What you need to do - Please print the whole listing below exactly as it stands.

____ Stored data

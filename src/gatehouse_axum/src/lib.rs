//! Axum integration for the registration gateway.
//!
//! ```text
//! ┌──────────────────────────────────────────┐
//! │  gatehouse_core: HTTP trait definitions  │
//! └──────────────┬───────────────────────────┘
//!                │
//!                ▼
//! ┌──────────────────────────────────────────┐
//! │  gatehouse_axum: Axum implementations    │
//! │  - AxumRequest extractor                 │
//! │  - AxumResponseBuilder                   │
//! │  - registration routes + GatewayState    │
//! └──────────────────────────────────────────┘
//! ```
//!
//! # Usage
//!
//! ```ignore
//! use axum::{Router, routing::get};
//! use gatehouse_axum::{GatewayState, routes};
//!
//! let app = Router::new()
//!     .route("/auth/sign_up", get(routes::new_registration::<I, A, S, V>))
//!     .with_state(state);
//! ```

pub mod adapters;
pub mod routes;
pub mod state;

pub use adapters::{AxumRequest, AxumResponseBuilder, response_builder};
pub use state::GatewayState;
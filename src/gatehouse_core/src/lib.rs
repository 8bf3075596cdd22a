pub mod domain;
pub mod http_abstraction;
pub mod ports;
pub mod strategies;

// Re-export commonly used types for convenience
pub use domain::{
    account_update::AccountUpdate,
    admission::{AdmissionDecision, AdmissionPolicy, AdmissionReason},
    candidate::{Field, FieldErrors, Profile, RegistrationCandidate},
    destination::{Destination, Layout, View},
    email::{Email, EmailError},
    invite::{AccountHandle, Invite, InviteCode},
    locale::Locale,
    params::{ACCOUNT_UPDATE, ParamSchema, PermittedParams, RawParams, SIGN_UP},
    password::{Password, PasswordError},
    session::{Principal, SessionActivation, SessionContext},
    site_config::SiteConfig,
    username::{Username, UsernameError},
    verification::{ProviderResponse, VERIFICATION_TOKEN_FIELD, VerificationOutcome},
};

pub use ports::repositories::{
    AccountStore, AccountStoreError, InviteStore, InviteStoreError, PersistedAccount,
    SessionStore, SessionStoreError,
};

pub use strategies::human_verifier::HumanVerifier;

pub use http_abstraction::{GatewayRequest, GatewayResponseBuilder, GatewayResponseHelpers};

________

Written answer -
filename src/gatehouse_axum/src/lib.rs
//! Axum integration for the registration gateway.
//!
//! ```text
//! ┌──────────────────────────────────────────┐
//! │  gatehouse_core: HTTP trait definitions  │
//! └──────────────┬───────────────────────────┘
//!                │
//!                ▼
//! ┌──────────────────────────────────────────┐
//! │  gatehouse_axum: Axum implementations    │
//! │  - AxumRequest extractor                 │
//! │  - AxumResponseBuilder                   │
//! │  - registration routes + GatewayState    │
//! └──────────────────────────────────────────┘
//! ```
//!
//! # Usage
//!
//! ```ignore
//! use axum::{Router, routing::get};
//! use gatehouse_axum::{GatewayState, routes};
//!
//! let app = Router::new()
//!     .route("/auth/sign_up", get(routes::new_registration::<I, A, S, V>))
//!     .with_state(state);
//! ```

pub mod adapters;
pub mod routes;
pub mod state;

pub use adapters::{AxumRequest, AxumResponseBuilder, response_builder};
pub use state::GatewayState;
filename src/gatehouse_core/src/lib.rs
repository 8bf3075596cdd22a
pub mod domain;
pub mod http_abstraction;
pub mod ports;
pub mod strategies;

// Re-export commonly used types for convenience
pub use domain::{
    account_update::AccountUpdate,
    admission::{AdmissionDecision, AdmissionPolicy, AdmissionReason},
    candidate::{Field, FieldErrors, Profile, RegistrationCandidate},
    destination::{Destination, Layout, View},
    email::{Email, EmailError},
    invite::{AccountHandle, Invite, InviteCode},
    locale::Locale,
    params::{ACCOUNT_UPDATE, ParamSchema, PermittedParams, RawParams, SIGN_UP},
    password::{Password, PasswordError},
    session::{Principal, SessionActivation, SessionContext},
    site_config::SiteConfig,
    username::{Username, UsernameError},
    verification::{ProviderResponse, VERIFICATION_TOKEN_FIELD, VerificationOutcome},
};

pub use ports::repositories::{
    AccountStore, AccountStoreError, InviteStore, InviteStoreError, PersistedAccount,
    SessionStore, SessionStoreError,
};

pub use strategies::human_verifier::HumanVerifier;

pub use http_abstraction::{GatewayRequest, GatewayResponseBuilder, GatewayResponseHelpers};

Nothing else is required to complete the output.